Amber Tamm is a young, Black woman whose life experiences weave together interdisciplinary ways of working & healing with Earth in full spectrum. She is a farmer, horticulturist and floral designer who works in cannabis, farm education, permaculture, agroforestry, urban farming, and the healing powers of the Earth. In 2022 she was named to Forbes’ 30 Under 30 list and was awarded an Honorary Master’s Degree in Food Systems, Food Justice and Human Ecology from the College of the Atlantic.
As a young girl in Brooklyn, NY, Amber always craved more nature in her life. Growing up, she never could seem to find opportunities to be in nature and was lost on how to try, as her family had been in the concrete jungle for generations. But seven years ago, while Amber was a student at COA, her father murdered her mother, a shocking trauma that changed her whole life. The grief resulted in her spending time in silence, towards the end of which she finally went outside with the intention of bringing more nature into her life. This time helped her realize that when she laid her mother’s body in the ground, the Earth literally became her mother. It was at this very moment that she found her voice, her passion, and her future. Amber declared that she would not spend her life in an office setting, surrounded by four walls, but instead immersed in nature as much as possible. It was then she knew Momma Earth would always guide and support her. Amber’s work is to guide communities near and far, especially low-income communities of color, to connect with and discover pathways 7 for careers working with the Earth. It is her goal to spread awareness that working with the Earth can be a career path, not just a hobby, while it can simultaneously provide healing for personal trauma. She shares her life with us as a testament to the idea that the Earth provides abundance.

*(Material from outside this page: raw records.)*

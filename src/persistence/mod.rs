//! Saving trained models to disk and recording versions in the registry.

mod artifact;
mod registry;

pub use artifact::ModelArtifact;
pub use registry::{JsonlRegistry, RegistryRecord, RegistrySink};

Tamm’s work has had numerous press features. She has spoken at NYU, Resistance Served Summit, Feeding America’s Anti-Hunger Policy Conference, the 2020 Fibershed Symposium, and the 2020 Juneteenth Celebration with A Growing Culture. Tamm is best known for her vision, “A Farm in Central Park,” for participation in Dan Barber’s Kitchen Farming Project, and for the GoFundMe she started in 2020 where she raised $100,000 in six days toward securing community farmland in the near future
Amber is based in Vermont where she’s on a mission to unlock her own land access to start a farm of her very own.